For patients in whom a herniated disk is the cause of cauda equina syndrome, a laminotomy or laminectomy to allow for decompression of the canal is recommended, followed by gentle retraction and discectomy.

In a more chronic presentation with less severe symptoms, decompression could be performed when medically feasible and should be delayed to optimize the patient's medical condition; with this precaution, decompression is less likely to lead to irreversible neurological damage.

Surgical treatment may be necessary for decompression or tumor removal, especially if the patient presents with acute onset of symptoms. Surgical treatment may include laminectomy and instrumentation/fusion for stabilization or discectomy. Other surgical care may entail wound care (eg, debridement, skin graft, and skin flap/myocutaneous flap).

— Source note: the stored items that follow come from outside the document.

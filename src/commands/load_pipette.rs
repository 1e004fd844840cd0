//! Load a pipette onto a mount.

use async_trait::async_trait;
use serde::{Deserialize, Serialize};

use super::{CommandContext, CommandImplementation, CommandResult};
use crate::error::EngineResult;
use crate::types::MountType;

#[derive(Debug, Clone, PartialEq, Serialize, Deserialize)]
#[serde(rename_all = "camelCase")]
pub struct LoadPipetteParams {
    pub pipette_name: String,
    pub mount: MountType,
    #[serde(default)]
    pub pipette_id: Option<String>,
}

#[derive(Debug, Clone, PartialEq, Serialize, Deserialize)]
#[serde(rename_all = "camelCase")]
pub struct LoadPipetteResult {
    pub pipette_id: String,
}

#[async_trait]
impl CommandImplementation for LoadPipetteParams {
    async fn execute(&self, ctx: &CommandContext<'_>) -> EngineResult<CommandResult> {
        let pipette_id = ctx
            .equipment
            .load_pipette(&self.pipette_name, self.mount, self.pipette_id.as_deref())?;
        Ok(CommandResult::LoadPipette(LoadPipetteResult { pipette_id }))
    }
}
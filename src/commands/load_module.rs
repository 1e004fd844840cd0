//! Load an attached module into a deck slot.

use async_trait::async_trait;
use serde::{Deserialize, Serialize};

use super::{CommandContext, CommandImplementation, CommandResult};
use crate::definitions::ModuleDefinition;
use crate::error::EngineResult;
use crate::types::{DeckSlotLocation, ModuleModel};

#[derive(Debug, Clone, PartialEq, Serialize, Deserialize)]
#[serde(rename_all = "camelCase")]
pub struct LoadModuleParams {
    pub model: ModuleModel,
    pub location: DeckSlotLocation,
    #[serde(default)]
    pub module_id: Option<String>,
}

#[derive(Debug, Clone, PartialEq, Serialize, Deserialize)]
#[serde(rename_all = "camelCase")]
pub struct LoadModuleResult {
    pub module_id: String,
    pub model: ModuleModel,
    pub serial_number: Option<String>,
    pub definition: ModuleDefinition,
}

#[async_trait]
impl CommandImplementation for LoadModuleParams {
    async fn execute(&self, ctx: &CommandContext<'_>) -> EngineResult<CommandResult> {
        let loaded = ctx
            .equipment
            .load_module(self.model, self.location, self.module_id.as_deref())?;
        Ok(CommandResult::LoadModule(LoadModuleResult {
            module_id: loaded.module_id,
            model: self.model,
            serial_number: Some(loaded.serial_number),
            definition: loaded.definition,
        }))
    }
}
//! Command execution: the handlers a running command drives.
//!
//! Handlers read state through [`crate::state::StateStore`] snapshots and only
//! ever write to it through the [`ActionDispatcher`]. Hardware is reached
//! through [`crate::hardware::HardwareControlApi`], or skipped entirely when
//! the engine is configured for virtual pipettes, gripper or modules.
//!
//! - [`QueueWorker`] pulls one command at a time and hands it to the
//!   [`CommandExecutor`].
//! - [`MovementHandler`] and [`GantryMover`] move pipettes.
//! - [`LabwareMovementHandler`] moves labware with the gripper.
//! - [`EquipmentHandler`] resolves loads and drives modules.
//! - [`HardwareStopper`] brings the robot to rest at the end of a run.

pub mod action_dispatcher;
pub mod command_executor;
pub mod equipment;
pub mod gantry_mover;
pub mod hardware_stopper;
pub mod labware_movement;
pub mod module_flaggers;
pub mod movement;
pub mod queue_worker;
pub mod run_control;
pub mod thermocycler_plate_lifter;
pub mod tip_handler;

pub use action_dispatcher::{ActionDispatcher, ActionHandler, ActionLogger};
pub use command_executor::CommandExecutor;
pub use equipment::{EquipmentHandler, LoadedLabwareData, LoadedModuleData};
pub use gantry_mover::{create_gantry_mover, GantryMover, HardwareGantryMover, VirtualGantryMover};
pub use hardware_stopper::HardwareStopper;
pub use labware_movement::{combine_offsets, ensure_movement_not_obstructed_by_module, LabwareMovementHandler};
pub use movement::MovementHandler;
pub use queue_worker::QueueWorker;
pub use run_control::RunControlHandler;
pub use thermocycler_plate_lifter::ThermocyclerPlateLifter;
pub use tip_handler::{create_tip_handler, HardwareTipHandler, TipHandler, VirtualTipHandler};
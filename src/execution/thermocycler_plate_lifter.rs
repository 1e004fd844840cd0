//! Thermocycler plate lift for gripper pick-ups.

use std::sync::Arc;

use tracing::debug;

use super::EquipmentHandler;
use crate::error::EngineResult;
use crate::hardware::ModuleAction;
use crate::state::StateStore;
use crate::types::{LabwareLocation, ModuleModel};

/// Raises a plate out of a Thermocycler V2 so the gripper can reach it.
pub struct ThermocyclerPlateLifter {
    state: Arc<StateStore>,
    equipment: Arc<EquipmentHandler>,
}

impl ThermocyclerPlateLifter {
    pub fn new(state: Arc<StateStore>, equipment: Arc<EquipmentHandler>) -> Self {
        Self { state, equipment }
    }

    fn lifting_module(&self, location: &LabwareLocation) -> EngineResult<Option<String>> {
        let LabwareLocation::Module(module) = location else {
            return Ok(None);
        };
        let view = self.state.view();
        if view.config().use_virtual_modules {
            return Ok(None);
        }
        let model = view.modules().get_model(&module.module_id)?;
        Ok((model == ModuleModel::ThermocyclerModuleV2).then(|| module.module_id.clone()))
    }

    /// Lift the plate at `location` if it sits in a thermocycler. Returns whether it did.
    pub async fn lift_plate(&self, location: &LabwareLocation) -> EngineResult<bool> {
        let Some(module_id) = self.lifting_module(location)? else {
            return Ok(false);
        };
        debug!("Raising plate in thermocycler {}", module_id);
        self.equipment.module_action(&module_id, ModuleAction::RaisePlate).await?;
        Ok(true)
    }

    /// Return the lifting mechanism after a lift.
    pub async fn return_plate(&self, location: &LabwareLocation) -> EngineResult<()> {
        if let Some(module_id) = self.lifting_module(location)? {
            self.equipment
                .module_action(&module_id, ModuleAction::ReturnFromRaisePlate)
                .await?;
        }
        Ok(())
    }
}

Many clinical and experimental reports have presented data on the functional outcome based on the timing of surgical decompression. [4] Several investigators have reported no significant differences in the degree of functional recovery as a function of the timing of surgical decompression. [96, 97, 99] Even with these findings, however, most investigators recommend surgical decompression as soon as possible after the onset of symptoms to offer the greatest chance of complete neurologic recovery.

On discharge from the surgical ward, patients often are transferred to an acute rehabilitation unit, from which they may be discharged, transferred to a subacute unit, or transferred to long-term care, depending on the level of long-term disability.